Si la nouvelle œuvre de M. Ingres avait eu pour objet de nous donner le résumé complet des progrès intellectuels de l’humanité, s’il s’était agi de représenter Homère comme le fondateur d’une dynastie à laquelle appartiennent, par droit de génie, tous ceux que la postérité a classés parmi les penseurs ou les artistes souverains, sans doute on pourrait remarquer plus d’une omission dans les noms, plus d’une lacune dans les exemples proposés à notre vénération.

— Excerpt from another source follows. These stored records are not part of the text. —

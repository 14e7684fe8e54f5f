#[cfg(test)]
#[path = "chat_test.rs"]
mod tests;

use chrono::Utc;
use serde_derive::Deserialize;
use serde_derive::Serialize;
use uuid::Uuid;

use super::Message;
use super::SlideCard;

pub type ChatId = String;

pub const DEFAULT_CHAT_TITLE: &str = "New Chat";

#[derive(Clone, Copy, Debug, PartialEq, Eq, Serialize, Deserialize, strum::Display)]
pub enum FollowUp {
    #[strum(serialize = "Generate Quiz")]
    GenerateQuiz,
    #[strum(serialize = "Generate Assignment")]
    GenerateAssignment,
}

#[derive(Clone, Debug, PartialEq, Eq, Serialize, Deserialize)]
pub enum TranscriptItem {
    Message(Message),
    SlideCard(SlideCard),
    FollowUps(Vec<FollowUp>),
}

#[derive(Clone, Debug, PartialEq, Eq)]
pub struct ChatEntry {
    pub id: ChatId,
    pub title: String,
}

#[derive(Clone, Debug, PartialEq, Eq, Serialize, Deserialize)]
pub struct ChatSession {
    pub id: ChatId,
    pub title: String,
    items: Vec<TranscriptItem>,
}

impl Default for ChatSession {
    fn default() -> ChatSession {
        return ChatSession {
            id: ChatSession::create_id(),
            title: DEFAULT_CHAT_TITLE.to_string(),
            items: vec![],
        };
    }
}

impl ChatSession {
    /// Millisecond timestamp plus a short random suffix, so two chats created in
    /// the same millisecond still get distinct ids.
    pub fn create_id() -> ChatId {
        let suffix = Uuid::new_v4()
            .to_string()
            .split('-')
            .next()
            .unwrap_or_default()
            .to_string();

        return format!("{}-{suffix}", Utc::now().timestamp_millis());
    }

    pub fn items(&self) -> &[TranscriptItem] {
        return &self.items;
    }

    pub fn has_default_title(&self) -> bool {
        return self.title == DEFAULT_CHAT_TITLE;
    }

    fn push(&mut self, item: TranscriptItem) {
        self.items.push(item);
    }
}

/// Every chat of this process, plus which one is visible. Transcripts only grow.
#[derive(Clone, Debug)]
pub struct ChatLog {
    chats: Vec<ChatSession>,
    current: usize,
}

impl Default for ChatLog {
    fn default() -> ChatLog {
        return ChatLog {
            chats: vec![ChatSession::default()],
            current: 0,
        };
    }
}

impl ChatLog {
    pub fn current(&self) -> &ChatSession {
        return &self.chats[self.current];
    }

    pub fn current_id(&self) -> ChatId {
        return self.current().id.to_string();
    }

    pub fn get(&self, id: &str) -> Option<&ChatSession> {
        return self.chats.iter().find(|chat| return chat.id == id);
    }

    pub fn append(&mut self, item: TranscriptItem) {
        self.chats[self.current].push(item);
    }

    /// Appends to a specific chat, which may no longer be the visible one.
    /// Returns false when no chat has that id.
    pub fn append_to(&mut self, id: &str, item: TranscriptItem) -> bool {
        if let Some(chat) = self.chats.iter_mut().find(|chat| return chat.id == id) {
            chat.push(item);
            return true;
        }

        return false;
    }

    pub fn start_new(&mut self) -> &ChatSession {
        self.chats.push(ChatSession::default());
        self.current = self.chats.len() - 1;
        return self.current();
    }

    pub fn switch(&mut self, id: &str) -> Option<&ChatSession> {
        let idx = self.chats.iter().position(|chat| return chat.id == id)?;
        self.current = idx;
        return Some(self.current());
    }

    /// Renames a chat that still carries the default title. A chat is renamed
    /// from its content at most once.
    pub fn rename_if_default(&mut self, id: &str, title: &str) -> bool {
        if let Some(chat) = self.chats.iter_mut().find(|chat| return chat.id == id) {
            if chat.has_default_title() {
                chat.title = title.to_string();
                return true;
            }
        }

        return false;
    }

    /// Chats worth listing: anything with content, and always the current one.
    pub fn entries(&self) -> Vec<ChatEntry> {
        return self
            .chats
            .iter()
            .enumerate()
            .filter(|(idx, chat)| return *idx == self.current || !chat.items.is_empty())
            .map(|(_, chat)| {
                return ChatEntry {
                    id: chat.id.to_string(),
                    title: chat.title.to_string(),
                };
            })
            .collect();
    }
}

Ainsi, comment Shakspeare et Pascal, comment Léonard de Vinci et Mozart se trouveraient-ils exclus de ce panthéon où siègent, entre autres hôtes infiniment moins dignes d’y être admis, Pope, l’abbé Barthélémy et Mme Dacier ? En s’imposant la tâche qu’il vient de mener à fin, M. Ingres toutefois n’a nullement entendu dispenser l’immortalité à tous les grands hommes ni célébrer tous les genres de mérite : il a voulu seulement proclamer, en même temps que la gloire incomparable d’Homère, l’autorité des enseignemens que celui-ci a laissés au monde et l’influence que, depuis près de trois mille ans, ces leçons n’ont cessé d’exercer ; il a voulu, en groupant autour du poète grec par excellence les écrivains, les artistes de tous les âges que les souvenirs de la Grèce ont le plus habituellement inspirés, indiquer à sa source le flot de ces traditions qui depuis tant de siècles portent la fécondité avec elles, et qui seules, à ses yeux, peuvent épancher encore dans le domaine de l’art la vie et le progrès.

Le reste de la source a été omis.